According to the latest unemployment and wages data released last week by the Directorate-General of Budget, Accounting and Statistics (DGBAS), the jobless rate hit a modern-era record of 5.82 percent last month, with the number of unemployed rising by 8,000 from the previous month to 633,000.
The average monthly income, meanwhile, dropped by a record 8.54 percent year-on-year to NT$47,107 during the first four months of the year. That figure is the lowest since 2003 and represents an income reduction of NT$4,399 per month per person.
The average monthly income includes regular wages, overtime and bonuses. Without overtime and bonuses, the average regular wage fell by a record 3.04 percent to NT$35,488 in the first four months, a cut of NT$1,031 per month per employee from a year earlier, according to the DGBAS data.

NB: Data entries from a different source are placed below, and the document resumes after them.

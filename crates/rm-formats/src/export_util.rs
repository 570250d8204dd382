//! Helpers shared by the MOD and XM encoders.

use rm_ir::{Envelope, Sample, SampleData, Song};

/// Deduplicating warning collector. Per-cell problems would otherwise
/// repeat hundreds of times across a pattern.
#[derive(Default)]
pub struct Warnings {
    list: Vec<String>,
}

impl Warnings {
    pub fn new() -> Self {
        Self::default()
    }

    pub fn add(&mut self, msg: impl Into<String>) {
        let msg = msg.into();
        if !self.list.contains(&msg) {
            log::warn!("export: {}", msg);
            self.list.push(msg);
        }
    }

    pub fn into_vec(self) -> Vec<String> {
        self.list
    }
}

/// Suggest an output filename from the song title, falling back to
/// "untitled" for blank titles.
pub fn suggested_name(song: &Song, extension: &str) -> String {
    let stem: String = song
        .title
        .chars()
        .map(|c| if c.is_ascii_alphanumeric() || c == '-' || c == '_' { c } else { '_' })
        .collect();
    let stem = stem.trim_matches('_');
    if stem.is_empty() {
        format!("untitled.{}", extension)
    } else {
        format!("{}.{}", stem, extension)
    }
}

/// Render one cycle of a synthesis instrument's waveform as 8-bit PCM so
/// sample-only containers can carry an audible approximation.
///
/// The waveform index selects the shape the chip players cycle through
/// (saw, square, triangle, noise); the noise shape uses a fixed LFSR so
/// the output is deterministic.
pub fn render_synth_cycle(waveform: u8, wave_length: u8, volume: u8) -> Sample {
    let len = if wave_length >= 2 { wave_length as usize * 2 } else { 32 };
    let mut pcm = Vec::with_capacity(len);

    match waveform % 4 {
        0 => {
            // Sawtooth
            for i in 0..len {
                pcm.push((i as i32 * 255 / (len as i32 - 1) - 128) as i8);
            }
        }
        1 => {
            // Square
            for i in 0..len {
                pcm.push(if i < len / 2 { 127 } else { -128 });
            }
        }
        2 => {
            // Triangle
            for i in 0..len {
                let phase = i * 512 / len;
                let v = if phase < 256 { phase as i32 - 128 } else { 383 - phase as i32 };
                pcm.push(v.clamp(-128, 127) as i8);
            }
        }
        _ => {
            // 15-bit LFSR noise, fixed seed
            let mut lfsr: u16 = 0x4A1D;
            for _ in 0..len {
                let bit = (lfsr ^ (lfsr >> 1)) & 1;
                lfsr = (lfsr >> 1) | (bit << 14);
                pcm.push((lfsr & 0xFF) as u8 as i8);
            }
        }
    }

    let mut sample = Sample::new("synth wave");
    sample.data = SampleData::Mono8(pcm);
    sample.default_volume = volume.min(64);
    sample.loop_start = 0;
    sample.loop_end = len as u32;
    sample.loop_type = rm_ir::LoopType::Forward;
    sample
}

/// Fold an ADSR-style envelope into a single 0-64 level for containers
/// without envelopes: the sustain value if one exists, else the peak.
pub fn envelope_level(env: &Envelope) -> u8 {
    let sustained = env
        .sustain
        .and_then(|idx| env.points.get(idx as usize))
        .map(|p| p.value);
    let level = sustained.unwrap_or_else(|| env.points.iter().map(|p| p.value).max().unwrap_or(64));
    level.clamp(0, 64) as u8
}
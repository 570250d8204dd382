//! PCM normalization helpers.
//!
//! Decoders hand raw sample bytes through these to get the canonical
//! signed 8/16-bit buffers, and use the placeholder constructors for
//! missing or corrupt slots so one bad sample never fails a decode.

use rm_ir::{Instrument, Sample, SampleData};

/// Signed 8-bit PCM, as stored.
pub fn signed8(raw: &[u8]) -> Vec<i8> {
    raw.iter().map(|&b| b as i8).collect()
}

/// Unsigned 8-bit PCM: flip the top bit.
pub fn unsigned8(raw: &[u8]) -> Vec<i8> {
    raw.iter().map(|&b| (b ^ 0x80) as i8).collect()
}

/// Signed little-endian 16-bit PCM. A trailing odd byte is dropped.
pub fn signed16_le(raw: &[u8]) -> Vec<i16> {
    raw.chunks_exact(2)
        .map(|c| i16::from_le_bytes([c[0], c[1]]))
        .collect()
}

/// Unsigned little-endian 16-bit PCM, re-centered around zero.
pub fn unsigned16_le(raw: &[u8]) -> Vec<i16> {
    raw.chunks_exact(2)
        .map(|c| (u16::from_le_bytes([c[0], c[1]]) as i32 - 32768) as i16)
        .collect()
}

/// Signed big-endian 16-bit PCM.
pub fn signed16_be(raw: &[u8]) -> Vec<i16> {
    raw.chunks_exact(2)
        .map(|c| i16::from_be_bytes([c[0], c[1]]))
        .collect()
}

/// Unsigned big-endian 16-bit PCM, re-centered around zero.
pub fn unsigned16_be(raw: &[u8]) -> Vec<i16> {
    raw.chunks_exact(2)
        .map(|c| (u16::from_be_bytes([c[0], c[1]]) as i32 - 32768) as i16)
        .collect()
}

/// XM-style delta-coded 8-bit PCM: each byte is a signed delta from the
/// previous sample.
pub fn delta8(raw: &[u8]) -> Vec<i8> {
    let mut acc = 0i8;
    raw.iter()
        .map(|&b| {
            acc = acc.wrapping_add(b as i8);
            acc
        })
        .collect()
}

/// XM-style delta-coded little-endian 16-bit PCM.
pub fn delta16_le(raw: &[u8]) -> Vec<i16> {
    let mut acc = 0i16;
    raw.chunks_exact(2)
        .map(|c| {
            acc = acc.wrapping_add(i16::from_le_bytes([c[0], c[1]]));
            acc
        })
        .collect()
}

/// A silent zero-length placeholder sample for a missing/corrupt slot.
pub fn placeholder_sample(name: &str) -> Sample {
    let mut s = Sample::new(name);
    s.data = SampleData::Mono8(Vec::new());
    s.default_volume = 0;
    s
}

/// A silent placeholder instrument for a missing/corrupt slot.
pub fn placeholder_instrument(name: &str) -> Instrument {
    let mut inst = Instrument::placeholder(name);
    if let rm_ir::InstrumentKind::Sampled { samples, .. } = &mut inst.kind {
        samples[0].default_volume = 0;
    }
    inst
}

Taiwan is among the hardest-hit export-oriented nations in the Asia-Pacific region. To revive the economy, the government has budgeted NT$149.16 billion in stimulus spending this year to create between 190,000 and 220,000 jobs. This figure does not include the NT$85.7 billion consumer voucher program that was rolled out earlier this year, though it was hoped that this program could also boost consumer spending and keep the economy humming.
Economists are now predicting that the economy will move into positive territory in the fourth quarter — in short, they are saying the worst is over. However, for wage earners, job security remains the biggest concern as the global economic downturn continues. Tightfistedness has become a priority as households cope with declining incomes.
Taiwan already enjoys a considerably high savings rate of about 30 percent, based on the most recent data compiled by DGBAS.
But since welfare mechanisms for the unemployed are weaker than in most other developed countries, wage earners have developed a tendency to put aside more money in preparation for bad times.
Such caution in discretionary spending is creating an unheralded counter-balance to the government’s stimulus plans, and this phenomenon will drag the economy down further rather than boost demand. John Maynard Keynes’ theory of “paradox of thrift” states that the more money consumers save, the less demand exists and the more damage is inflicted on the economy — especially during a slowdown.
This paradox can partially explain why the nation’s domestic economy — including the retail, wholesale and restaurant sectors — dropped 12.25 percent year-on-year to NT$4.8 trillion in the first five months of the year, despite the government’s fiscal stimulus measures to kick-start spending.
Interestingly, and ironically, the savings paradox frowns on the conventional wisdom that thrift is virtuous. For individuals, there is nothing wrong with frugality during an economic downturn; such people don’t have to change their behavior very much to adjust to hard times. But for the government, this situation only validates public concerns about the inadequacy of social welfare networks, and there are implications flowing from this on the effectiveness of fiscal stimulus efforts.
If the government proceeds with more spending as part of its stimulus programs, policymakers should be mindful of the consequences of neglecting job security and falling wages. Otherwise it could find that its efforts to revive the economy will be futile — together with the attendant political risk.